Posted on Sunday, 31 March, 2013 | Comment icon 44 comments


Image credit: Aaron1a12

 
Honeybees have been dying off faster than ever with up to 50% of hives being wiped out last year.

Scientists have been scratching their heads since bees started to die off mysteriously over the last few years. Despite extensive research in to the cause of what is now known as "colony collapse disorder", researchers have been unable to agree upon a conclusive explanation. Some believe that the affliction is down to new types of pesticides known as neonicotinoids that are incorporated in to the plants themselves, however this has yet to be confirmed.

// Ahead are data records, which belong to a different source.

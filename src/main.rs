//! Live match companion binary entrypoint wiring REST, SSE, the provider client
//! and the chat store.

use std::{env, net::SocketAddr, sync::Arc};

use anyhow::Context;
use axum::Router;
use tokio::net::TcpListener;
use tower_http::{cors::CorsLayer, trace::TraceLayer};
use tracing::{info, warn};
use tracing_subscriber::{layer::SubscriberExt, util::SubscriberInitExt};

#[cfg(feature = "couch-store")]
use live_match_companion::{
    dao::{
        chat_store::ChatStore,
        couchdb::{CouchChatStore, CouchClient, CouchConfig, CouchDurableCache},
        storage::StorageError,
    },
    services::storage_supervisor,
};
use live_match_companion::{
    cache::{DurableCache, MemoryDurableCache},
    config::AppConfig,
    dao::chat_store::memory::MemoryChatStore,
    provider::ApiFootballClient,
    routes,
    services::presence_service::SWEEP_INTERVAL,
    state::{AppState, SharedState, store::StoreHandle},
};

#[tokio::main]
async fn main() -> anyhow::Result<()> {
    init_tracing();

    let config = AppConfig::load();
    let api_key = env::var("PROVIDER_API_KEY").unwrap_or_else(|_| {
        warn!("PROVIDER_API_KEY not set; provider requests will be rejected");
        String::new()
    });
    let provider = ApiFootballClient::new(&config.provider_base_url, &api_key)
        .context("building provider client")?;

    let (store, durable) = init_storage().await;
    let app_state = AppState::new(config, Arc::new(provider), durable, store);
    tokio::spawn(app_state.presence().clone().run_sweeper(SWEEP_INTERVAL));

    // Build the HTTP router once the shared state is ready.
    let app = build_router(app_state);

    let port = env::var("PORT")
        .or_else(|_| env::var("SERVER_PORT"))
        .ok()
        .and_then(|value| value.parse::<u16>().ok())
        .unwrap_or(8080);

    let addr = SocketAddr::from(([0, 0, 0, 0], port));
    info!(%addr, "starting server");

    let listener = TcpListener::bind(addr).await.context("binding server")?;
    let service = app.into_make_service();
    axum::serve(listener, service)
        .with_graceful_shutdown(shutdown_signal())
        .await
        .context("serving axum")?;

    Ok(())
}

fn in_process_storage() -> (StoreHandle, Arc<dyn DurableCache>) {
    (
        StoreHandle::with_store(Arc::new(MemoryChatStore::new())),
        Arc::new(MemoryDurableCache::new()),
    )
}

#[cfg(not(feature = "couch-store"))]
async fn init_storage() -> (StoreHandle, Arc<dyn DurableCache>) {
    info!("built without CouchDB support; using the in-process store");
    in_process_storage()
}

/// Pick the storage backends. With CouchDB settings the chat store is
/// supervised in the background (degraded until it connects); otherwise
/// everything stays in process.
#[cfg(feature = "couch-store")]
async fn init_storage() -> (StoreHandle, Arc<dyn DurableCache>) {
    let couch = match CouchConfig::from_env() {
        Ok(couch) => couch,
        Err(err) => {
            info!(reason = %err, "CouchDB not configured; using the in-process store");
            return in_process_storage();
        }
    };

    let handle = StoreHandle::new();
    let supervised = couch.clone();
    tokio::spawn(storage_supervisor::run(handle.clone(), move || {
        let config = supervised.clone();
        async move {
            let client = CouchClient::connect(config).await.map_err(StorageError::from)?;
            Ok(Arc::new(CouchChatStore::new(client)) as Arc<dyn ChatStore>)
        }
    }));

    let durable: Arc<dyn DurableCache> = match CouchClient::connect(couch).await {
        Ok(client) => Arc::new(CouchDurableCache::new(client)),
        Err(err) => {
            warn!(error = %err, "CouchDB unreachable for the cache; using process memory");
            Arc::new(MemoryDurableCache::new())
        }
    };

    (handle, durable)
}

/// Build the top-level router and attach cross-cutting middleware layers.
fn build_router(state: SharedState) -> Router<()> {
    routes::router(state)
        .layer(CorsLayer::permissive())
        .layer(TraceLayer::new_for_http())
}

/// Configure tracing subscribers so logs include spans by default.
fn init_tracing() {
    let env_filter = tracing_subscriber::EnvFilter::try_from_default_env()
        .unwrap_or_else(|_| "info,tower_http=debug".into());
    tracing_subscriber::registry()
        .with(env_filter)
        .with(tracing_subscriber::fmt::layer())
        .init();
}

/// Wait for Ctrl+C or SIGTERM and shut the server down gracefully.
async fn shutdown_signal() {
    #[cfg(unix)]
    {
        use tokio::signal::unix::{SignalKind, signal};

        match signal(SignalKind::terminate()) {
            Ok(mut term) => {
                tokio::select! {
                    _ = tokio::signal::ctrl_c() => {},
                    _ = term.recv() => {},
                }
            }
            Err(err) => {
                warn!(error = %err, "failed to install SIGTERM handler; waiting for Ctrl+C");
                let _ = tokio::signal::ctrl_c().await;
            }
        }
    }

    #[cfg(not(unix))]
    {
        let _ = tokio::signal::ctrl_c().await;
    }
}
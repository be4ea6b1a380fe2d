//! Validation helpers for DTOs.

use validator::ValidationError;

const MAX_IDENTIFIER_LENGTH: usize = 64;
/// Upper bound in code points; covers ZWJ sequences and skin-tone modifiers.
const MAX_EMOJI_CODEPOINTS: usize = 16;

/// Opaque client/user identifiers: 1 to 64 visible ASCII characters.
pub fn validate_identifier(id: &str) -> Result<(), ValidationError> {
    if id.is_empty() || id.len() > MAX_IDENTIFIER_LENGTH {
        let mut err = ValidationError::new("identifier_length");
        err.message = Some(
            format!(
                "Identifier must be 1 to {MAX_IDENTIFIER_LENGTH} characters (got {})",
                id.len()
            )
            .into(),
        );
        return Err(err);
    }

    if !id.chars().all(|c| c.is_ascii_graphic()) {
        let mut err = ValidationError::new("identifier_format");
        err.message = Some("Identifier must contain only visible ASCII characters".into());
        return Err(err);
    }

    Ok(())
}

/// Free text that must contain something besides whitespace and stay under `max` characters.
pub fn validate_text(text: &str, max: usize) -> Result<(), ValidationError> {
    if text.trim().is_empty() {
        let mut err = ValidationError::new("text_blank");
        err.message = Some("Text must not be blank".into());
        return Err(err);
    }

    let length = text.trim().chars().count();
    if length > max {
        let mut err = ValidationError::new("text_length");
        err.message = Some(format!("Text must be at most {max} characters (got {length})").into());
        return Err(err);
    }

    Ok(())
}

/// A single emoji: no letters, digits or whitespace, bounded length.
pub fn validate_emoji(emoji: &str) -> Result<(), ValidationError> {
    let count = emoji.chars().count();
    if count == 0 || count > MAX_EMOJI_CODEPOINTS {
        let mut err = ValidationError::new("emoji_length");
        err.message = Some("Emoji must be a single emoji".into());
        return Err(err);
    }

    if emoji
        .chars()
        .any(|c| c.is_ascii_alphabetic() || c.is_whitespace() || c.is_control())
    {
        let mut err = ValidationError::new("emoji_format");
        err.message = Some("Emoji must not contain letters or whitespace".into());
        return Err(err);
    }

    Ok(())
}

#[cfg(test)]
mod tests {
    use super::*;

    #[test]
    fn test_validate_identifier() {
        assert!(validate_identifier("user-42").is_ok());
        assert!(validate_identifier("").is_err());
        assert!(validate_identifier(&"x".repeat(65)).is_err());
        assert!(validate_identifier("has space").is_err());
    }

    #[test]
    fn test_validate_text() {
        assert!(validate_text("  what a goal  ", 20).is_ok());
        assert!(validate_text("   ", 20).is_err());
        assert!(validate_text("", 20).is_err());
        assert!(validate_text("abcdef", 5).is_err());
        assert!(validate_text("   abcde   ", 5).is_ok());
    }

    #[test]
    fn test_validate_emoji() {
        assert!(validate_emoji("🔥").is_ok());
        assert!(validate_emoji("❤️").is_ok());
        assert!(validate_emoji("👨‍👩‍👧‍👦").is_ok());
        assert!(validate_emoji("").is_err());
        assert!(validate_emoji("lol").is_err());
        assert!(validate_emoji("🔥 ").is_err());
    }
}
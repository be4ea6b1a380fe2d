//! In-process [`ChatStore`] used when no CouchDB is configured and by tests.

use std::{
    sync::Arc,
    time::{Duration, SystemTime},
};

use dashmap::DashMap;
use futures::{
    StreamExt,
    future::{self, BoxFuture},
    stream::BoxStream,
};
use tokio::sync::broadcast;
use tokio_stream::wrappers::BroadcastStream;
use uuid::Uuid;

use super::{ChatStore, ToggleOutcome, WELCOME_MESSAGE_ID, sort_messages};
use crate::dao::{
    models::{ChatMessageEntity, MessageDraft, MessageKindEntity, PresenceEntity},
    storage::StorageResult,
};

const CHANGE_CHANNEL_CAPACITY: usize = 16;

/// Store keeping every room in memory. Per-room mutations run under the
/// room's map shard lock, which makes each toggle atomic.
#[derive(Clone, Default)]
pub struct MemoryChatStore {
    inner: Arc<Inner>,
}

#[derive(Default)]
struct Inner {
    rooms: DashMap<String, Vec<ChatMessageEntity>>,
    presence: DashMap<(String, String), PresenceEntity>,
    changes: DashMap<String, broadcast::Sender<()>>,
}

impl Inner {
    fn notify(&self, room_id: &str) {
        if let Some(sender) = self.changes.get(room_id) {
            let _ = sender.send(());
        }
    }

    fn append(&self, draft: MessageDraft, id: Uuid) -> ChatMessageEntity {
        let room_id = draft.room_id.clone();
        let message = {
            let mut room = self.rooms.entry(room_id.clone()).or_default();
            // Keep send order and timestamp order identical within a room.
            let now = SystemTime::now();
            let sent_at = match room.last() {
                Some(last) if last.sent_at >= now => last.sent_at + Duration::from_micros(1),
                _ => now,
            };
            let message = draft.into_entity(id, sent_at);
            room.push(message.clone());
            message
        };
        self.notify(&room_id);
        message
    }
}

impl MemoryChatStore {
    /// Create an empty store.
    pub fn new() -> Self {
        Self::default()
    }
}

impl ChatStore for MemoryChatStore {
    fn append_message(
        &self,
        draft: MessageDraft,
    ) -> BoxFuture<'static, StorageResult<ChatMessageEntity>> {
        let message = self.inner.append(draft, Uuid::new_v4());
        Box::pin(future::ready(Ok(message)))
    }

    fn ensure_welcome(&self, draft: MessageDraft) -> BoxFuture<'static, StorageResult<bool>> {
        let room_id = draft.room_id.clone();
        let created = {
            let mut room = self.inner.rooms.entry(room_id.clone()).or_default();
            if room.iter().any(|message| message.id == WELCOME_MESSAGE_ID) {
                false
            } else {
                room.push(draft.into_entity(WELCOME_MESSAGE_ID, SystemTime::now()));
                sort_messages(room.as_mut_slice());
                true
            }
        };
        if created {
            self.inner.notify(&room_id);
        }
        Box::pin(future::ready(Ok(created)))
    }

    fn find_message(
        &self,
        room_id: &str,
        id: Uuid,
    ) -> BoxFuture<'static, StorageResult<Option<ChatMessageEntity>>> {
        let found = self
            .inner
            .rooms
            .get(room_id)
            .and_then(|room| room.iter().find(|message| message.id == id).cloned());
        Box::pin(future::ready(Ok(found)))
    }

    fn list_messages(
        &self,
        room_id: &str,
    ) -> BoxFuture<'static, StorageResult<Vec<ChatMessageEntity>>> {
        let mut messages = self
            .inner
            .rooms
            .get(room_id)
            .map(|room| room.clone())
            .unwrap_or_default();
        sort_messages(&mut messages);
        Box::pin(future::ready(Ok(messages)))
    }

    fn toggle_reaction(
        &self,
        room_id: &str,
        message_id: Uuid,
        emoji: &str,
        user_id: &str,
    ) -> BoxFuture<'static, StorageResult<ToggleOutcome>> {
        let outcome = match self.inner.rooms.get_mut(room_id) {
            None => ToggleOutcome::MessageNotFound,
            Some(mut room) => match room.iter_mut().find(|message| message.id == message_id) {
                None => ToggleOutcome::MessageNotFound,
                Some(message) if message.kind == MessageKindEntity::System => {
                    ToggleOutcome::SystemMessage
                }
                Some(message) => {
                    message.toggle_reaction(emoji, user_id);
                    ToggleOutcome::Applied(message.clone())
                }
            },
        };
        if matches!(outcome, ToggleOutcome::Applied(_)) {
            self.inner.notify(room_id);
        }
        Box::pin(future::ready(Ok(outcome)))
    }

    fn put_presence(&self, presence: PresenceEntity) -> BoxFuture<'static, StorageResult<()>> {
        let key = (presence.room_id.clone(), presence.user_id.clone());
        self.inner.presence.insert(key, presence);
        Box::pin(future::ready(Ok(())))
    }

    fn delete_presence(
        &self,
        room_id: &str,
        user_id: &str,
    ) -> BoxFuture<'static, StorageResult<()>> {
        self.inner
            .presence
            .remove(&(room_id.to_string(), user_id.to_string()));
        Box::pin(future::ready(Ok(())))
    }

    fn list_presence(
        &self,
        room_id: &str,
    ) -> BoxFuture<'static, StorageResult<Vec<PresenceEntity>>> {
        let records = self
            .inner
            .presence
            .iter()
            .filter(|entry| entry.key().0 == room_id)
            .map(|entry| entry.value().clone())
            .collect();
        Box::pin(future::ready(Ok(records)))
    }

    fn watch_room(&self, room_id: &str) -> BoxStream<'static, StorageResult<()>> {
        let receiver = self
            .inner
            .changes
            .entry(room_id.to_string())
            .or_insert_with(|| broadcast::channel(CHANGE_CHANNEL_CAPACITY).0)
            .subscribe();
        // A lagged receiver still means "something changed".
        BroadcastStream::new(receiver).map(|_| Ok(())).boxed()
    }

    fn health_check(&self) -> BoxFuture<'static, StorageResult<()>> {
        Box::pin(future::ready(Ok(())))
    }

    fn try_reconnect(&self) -> BoxFuture<'static, StorageResult<()>> {
        Box::pin(future::ready(Ok(())))
    }
}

Now the problem appears to be getting worse, spelling potential catastrophe for the bees themselves and for the all the plants that they pollinate. "They looked so healthy last spring," said beekeeper Bill Dahle. "We were so proud of them. Then, about the first of September, they started to fall on their face, to die like crazy. We’ve been doing this 30 years, and we’ve never experienced this kind of loss before."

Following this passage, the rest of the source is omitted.